WHAT YOU WILL DO: Look below for the line holding "The structured-record codec" and the line holding "pub(crate) const MAX_PREALLOCATED_POINTS: usize". Transcribe exactly those lines and all lines between them, nothing more.
═══ SUPPLIED RECORDS
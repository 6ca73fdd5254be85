use std::sync::Arc;

use serde::Deserialize;

use crate::function::basic::exp::Exp;
use crate::function::basic::log::Log;
use crate::function::basic::trigonometric::Trigonometric;
use crate::function::function::Function;
use crate::manager::manager::Manager;
use crate::manager::managererror::ManagerError;

/// A source function as written in configuration, e.g.
/// `{"name": "ln", "type": "Log", "base": 2.718281828459045}`.
#[derive(Debug, Clone, Copy, PartialEq, Deserialize)]
#[serde(tag = "type")]
pub enum FunctionDefinition {
    Sin,
    Cos,
    Tan,
    Exp,
    Log {
        base: f64
    }
}

impl FunctionDefinition {
    pub fn build(&self) -> Arc<dyn Function> {
        match *self {
            FunctionDefinition::Sin => Arc::new(Trigonometric::sin()),
            FunctionDefinition::Cos => Arc::new(Trigonometric::cos()),
            FunctionDefinition::Tan => Arc::new(Trigonometric::tan()),
            FunctionDefinition::Exp => Arc::new(Exp::new()),
            FunctionDefinition::Log { base } => Arc::new(Log::new(base))
        }
    }
}

fn get_function_from_json(json_value: serde_json::Value) -> Result<Arc<dyn Function>, ManagerError> {
    let definition: FunctionDefinition = ManagerError::from_json_or_json_parse_error(json_value)?;
    Ok(definition.build())
}

pub struct FunctionManager;

impl FunctionManager {
    pub fn new() -> Manager<Arc<dyn Function>> {
        Manager::new(get_function_from_json)
    }
}

#[cfg(test)]
mod tests {
    use serde_json::json;

    use super::*;
    use crate::manager::manager::IManager;

    #[test]
    fn builds_tagged_definitions() {
        let manager = FunctionManager::new();
        manager
            .insert_obj_from_json_vec(
                &[
                    json!({"name": "sin", "type": "Sin"}),
                    json!({"name": "log2", "type": "Log", "base": 2.0}),
                ],
                &(),
            )
            .unwrap();

        assert_eq!(manager.names(), vec!["log2".to_owned(), "sin".to_owned()]);
        assert!((manager.get("log2").unwrap().value(8.0) - 3.0).abs() < 1e-12);
    }

    #[test]
    fn unknown_type_is_a_parse_error() {
        let manager = FunctionManager::new();
        let result = manager.insert_obj_from_json(json!({"name": "f", "type": "Sinh"}), &());
        assert!(matches!(result, Err(ManagerError::JsonParseError(_))));
    }
}
//! Raw big-endian layout:
//!
//! ```text
//! [i32 count][f64 x0][f64 y0][f64 x1][f64 y1]...
//! ```
//!
//! No padding and no framing beyond the count. The structured-record codec
//! reuses the payload routines below unchanged.

use std::io::{
    self,
    Read,
    Write
};

use log::debug;

use crate::codec::codecerror::CodecError;
use crate::tabulated::arraytabulatedfunction::ArrayTabulatedFunction;
use crate::tabulated::point2d::Point2D;
use crate::tabulated::tabulatedfunction::TabulatedFunction;

/// Upper bound on what a decoder reserves up front from an untrusted count.
pub(crate) const MAX_PREALLOCATED_POINTS: usize = 4096;

pub(crate) fn write_payload<W: Write + ?Sized>(points: &[Point2D], out: &mut W) -> Result<(), CodecError> {
    let count = i32::try_from(points.len()).map_err(|_| {
        CodecError::Format(format!("{} points do not fit a 32-bit count", points.len()))
    })?;
    out.write_all(&count.to_be_bytes())?;
    for pt in points {
        out.write_all(&pt.x().to_be_bytes())?;
        out.write_all(&pt.y().to_be_bytes())?;
    }
    Ok(())
}

fn read_f64<R: Read + ?Sized>(input: &mut R) -> io::Result<f64> {
    let mut buf = [0u8; 8];
    input.read_exact(&mut buf)?;
    Ok(f64::from_be_bytes(buf))
}

fn read_point<R: Read + ?Sized>(input: &mut R) -> io::Result<Point2D> {
    let x = read_f64(input)?;
    let y = read_f64(input)?;
    Ok(Point2D::new(x, y))
}

pub(crate) fn read_payload<R: Read + ?Sized>(input: &mut R) -> Result<Vec<Point2D>, CodecError> {
    let mut buf = [0u8; 4];
    input.read_exact(&mut buf).map_err(|error| match error.kind() {
        io::ErrorKind::UnexpectedEof => CodecError::Format("stream ended before the points count".to_owned()),
        _ => CodecError::Io(error)
    })?;
    let count = i32::from_be_bytes(buf);
    if count < 0 {
        return Err(CodecError::negative_count(count as i64));
    }

    let count = count as usize;
    let mut points = Vec::with_capacity(count.min(MAX_PREALLOCATED_POINTS));
    for i in 0..count {
        let pt = read_point(input).map_err(|error| match error.kind() {
            io::ErrorKind::UnexpectedEof => CodecError::truncated(i, count),
            _ => CodecError::Io(error)
        })?;
        points.push(pt);
    }
    Ok(points)
}

/// Writes `function` in the raw binary layout and flushes `out`.
pub fn output_tabulated_function<W: Write + ?Sized>(
    function: &dyn TabulatedFunction,
    out: &mut W,
) -> Result<(), CodecError> {
    let points = function.points();
    write_payload(&points, out)?;
    out.flush()?;
    debug!("wrote {} points as binary", points.len());
    Ok(())
}

/// Reads a function written by [`output_tabulated_function`].
pub fn input_tabulated_function<R: Read + ?Sized>(input: &mut R) -> Result<ArrayTabulatedFunction, CodecError> {
    let points = read_payload(input)?;
    debug!("read {} points as binary", points.len());
    Ok(ArrayTabulatedFunction::new(points)?)
}

#[cfg(test)]
mod tests {
    use super::*;

    #[test]
    fn layout_is_big_endian_without_padding() {
        let f = ArrayTabulatedFunction::new(vec![
            Point2D::new(1.0, 2.0),
            Point2D::new(3.0, 4.0),
        ])
        .unwrap();
        let mut bytes = Vec::new();
        output_tabulated_function(&f, &mut bytes).unwrap();

        assert_eq!(bytes.len(), 4 + 2 * 16);
        assert_eq!(&bytes[..4], &[0, 0, 0, 2]);
        assert_eq!(&bytes[4..12], &1.0f64.to_be_bytes());
        assert_eq!(&bytes[28..36], &4.0f64.to_be_bytes());
    }

    #[test]
    fn huge_count_does_not_preallocate() {
        let bytes = i32::MAX.to_be_bytes();
        let result = read_payload(&mut &bytes[..]);
        assert!(matches!(result, Err(CodecError::Format(_))));
    }
}
use std::fmt;

use serde::{
    Deserialize,
    Serialize
};

/// An `(x, y)` sample. Copies are independent values.
#[derive(Debug, Clone, Copy, PartialEq, Serialize, Deserialize)]
pub struct Point2D {
    x: f64,
    y: f64
}

impl Point2D {
    pub fn new(x: f64, y: f64) -> Point2D {
        Point2D { x, y }
    }

    pub fn x(&self) -> f64 {
        self.x
    }

    pub fn y(&self) -> f64 {
        self.y
    }

    pub fn with_x(&self, x: f64) -> Point2D {
        Point2D::new(x, self.y)
    }

    pub fn with_y(&self, y: f64) -> Point2D {
        Point2D::new(self.x, y)
    }

    pub fn slope(lhs_pt: &Point2D, rhs_pt: &Point2D) -> f64 {
        (rhs_pt.y - lhs_pt.y) / (rhs_pt.x - lhs_pt.x)
    }
}

impl fmt::Display for Point2D {
    fn fmt(&self, f: &mut fmt::Formatter<'_>) -> fmt::Result {
        write!(f, "({}; {})", self.x, self.y)
    }
}
use std::sync::Arc;

use crate::function::function::Function;

/// `outer(inner(x))`; the domain is the inner function's.
pub struct Composition {
    outer: Arc<dyn Function>,
    inner: Arc<dyn Function>
}

impl Composition {
    pub fn new(outer: Arc<dyn Function>, inner: Arc<dyn Function>) -> Composition {
        Composition { outer, inner }
    }
}

impl Function for Composition {
    fn value(&self, x: f64) -> f64 {
        self.outer.value(self.inner.value(x))
    }

    fn left_domain_border(&self) -> f64 {
        self.inner.left_domain_border()
    }

    fn right_domain_border(&self) -> f64 {
        self.inner.right_domain_border()
    }
}
/// Anything that can be evaluated at a real `x`.
///
/// Implementations may return `NaN` for inputs where they are undefined; that
/// is a value, not a fault. Domain borders are informational and default to
/// the whole real line.
pub trait Function: Send + Sync {
    fn value(&self, x: f64) -> f64;

    fn left_domain_border(&self) -> f64 {
        f64::NEG_INFINITY
    }

    fn right_domain_border(&self) -> f64 {
        f64::INFINITY
    }
}

/// Wraps a plain closure so it can be tabulated or combined.
pub struct FnFunction<F>
where
    F: Fn(f64) -> f64 + Send + Sync,
{
    f: F,
}

impl<F> FnFunction<F>
where
    F: Fn(f64) -> f64 + Send + Sync,
{
    pub fn new(f: F) -> FnFunction<F> {
        FnFunction { f }
    }
}

impl<F> Function for FnFunction<F>
where
    F: Fn(f64) -> f64 + Send + Sync,
{
    fn value(&self, x: f64) -> f64 {
        (self.f)(x)
    }
}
══════
PROBLEM SOLUTION:
//! No padding and no framing beyond the count. The structured-record codec
//! reuses the payload routines below unchanged.

use std::io::{
    self,
    Read,
    Write
};

use log::debug;

use crate::codec::codecerror::CodecError;
use crate::tabulated::arraytabulatedfunction::ArrayTabulatedFunction;
use crate::tabulated::point2d::Point2D;
use crate::tabulated::tabulatedfunction::TabulatedFunction;

/// Upper bound on what a decoder reserves up front from an untrusted count.
pub(crate) const MAX_PREALLOCATED_POINTS: usize = 4096;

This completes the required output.